If you are interested in learning more about this type of insurance option, then you are on the right page. However, to avoid confusion, take note that the type of insurance that will be discussed in this article does not refer to the “temporary insurance” that is valid while the application process for term or life insurance is ongoing.
Temporary insurance is a sub-category of traditional term insurance. Many providers also offer online applications for temporary life insurance while the client is waiting for their insurance policy to get approved. This is done to cover applicants during the brief period that they are not covered while waiting for their policy to be active. It is a comfort tool that can be utilized by applicants that want peace of mind while waiting for approval.

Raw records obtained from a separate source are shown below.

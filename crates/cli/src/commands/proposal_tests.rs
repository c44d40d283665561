// SPDX-License-Identifier: BUSL-1.1
// Copyright (c) 2026 Alfred Jean LLC

use serial_test::serial;

use super::*;

#[test]
#[serial]
fn running_shows_step_counter() {
    std::env::set_var("NO_COLOR", "1");
    assert_eq!(
        render_progress("acme", &ProposalProgress::running(2, 5)),
        "acme  running  [##---] 2/5"
    );
}

#[test]
#[serial]
fn failed_includes_message() {
    std::env::set_var("NO_COLOR", "1");
    let failed = ProposalProgress::failed(3, 5, "workflow timed out");
    assert_eq!(render_progress("acme", &failed), "acme  failed  [###--] 3/5  workflow timed out");
}

#[test]
#[serial]
fn idle_has_empty_bar() {
    std::env::set_var("NO_COLOR", "1");
    let line = render_progress("acme", &ProposalProgress::idle());
    assert!(line.starts_with("acme  idle  "), "got {line}");
}
// SPDX-License-Identifier: BUSL-1.1
// Copyright (c) 2026 Alfred Jean LLC

//! `rd proposal` - proposal generation from stored research

use std::path::PathBuf;
use std::time::Duration;

use anyhow::{Context, Result};
use clap::{Args, Subcommand};
use rd_core::{ProposalProgress, ProposalStatus};

use crate::client_lifecycle::connect_or_start;
use crate::color;
use crate::exit_error::ExitError;
use crate::output::{format_or_json, progress_bar, OutputFormat};

#[derive(Args)]
pub struct ProposalArgs {
    #[command(subcommand)]
    pub command: ProposalCommand,
}

#[derive(Subcommand)]
pub enum ProposalCommand {
    /// Generate a proposal, or print the cached one
    Create {
        company: String,

        /// Also write the proposal text to this file
        #[arg(long, short = 'f')]
        file: Option<PathBuf>,
    },
    /// Show generation progress
    Progress {
        company: String,

        /// Poll until generation finishes
        #[arg(long, short)]
        watch: bool,
    },
}

pub async fn handle(command: ProposalCommand, format: OutputFormat) -> Result<()> {
    match command {
        ProposalCommand::Create { company, file } => create(&company, file, format).await,
        ProposalCommand::Progress { company, watch } => progress(&company, watch, format).await,
    }
}

async fn create(company: &str, file: Option<PathBuf>, format: OutputFormat) -> Result<()> {
    let client = connect_or_start().await?;
    let reply = client.create_proposal(company).await?;
    if let Some(path) = &file {
        std::fs::write(path, &reply.text).with_context(|| format!("writing {}", path.display()))?;
    }
    format_or_json(format, &reply, || {
        if reply.cached {
            eprintln!("{}", color::muted("(cached)"));
        }
        println!("{}", reply.text.trim_end());
    })
}

async fn progress(company: &str, watch: bool, format: OutputFormat) -> Result<()> {
    let client = connect_or_start().await?;
    let mut last: Option<ProposalProgress> = None;
    loop {
        let progress = client.proposal_progress(company).await?;
        if last.as_ref() != Some(&progress) {
            match format {
                OutputFormat::Json => println!("{}", serde_json::to_string(&progress)?),
                OutputFormat::Text => println!("{}", render_progress(company, &progress)),
            }
        }
        if !watch || progress.is_terminal() || progress.status == ProposalStatus::Idle {
            if watch && progress.status == ProposalStatus::Failed {
                return Err(ExitError::new(1, format!("proposal for '{company}' failed")).into());
            }
            return Ok(());
        }
        last = Some(progress);
        tokio::time::sleep(Duration::from_secs(2)).await;
    }
}

pub(crate) fn render_progress(company: &str, progress: &ProposalProgress) -> String {
    let status = match progress.status {
        ProposalStatus::Completed => color::done("completed"),
        ProposalStatus::Failed => color::failed("failed"),
        other => other.to_string(),
    };
    let mut line = format!(
        "{}  {}  {}",
        color::header(company),
        status,
        progress_bar(progress.current, progress.total)
    );
    if let Some(message) = &progress.message {
        line.push_str(&format!("  {}", color::muted(message)));
    }
    line
}

#[cfg(test)]
#[path = "proposal_tests.rs"]
mod tests;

In some companies, you will stop receiving temporary insurance under the following situations:
- Your permanent life insurance is approved and in effect
- Your application was denied, but you will usually get your premium back
- The 30-day response period has lapsed, and you are unable to provide the necessary information needed to process your insurance application.
- You wish not to proceed with your application process.
- You are unhappy with the clause of the insurance policy, and you wish to reject the offer.
A term life insurance is a type of insurance with limited time coverage with fixed premium rates. Meanwhile, temporary life insurance refers to the coverage that you receive while your term or permanent life insurance is in process. The meaning of these two are often interchanged, but they are not one and the same.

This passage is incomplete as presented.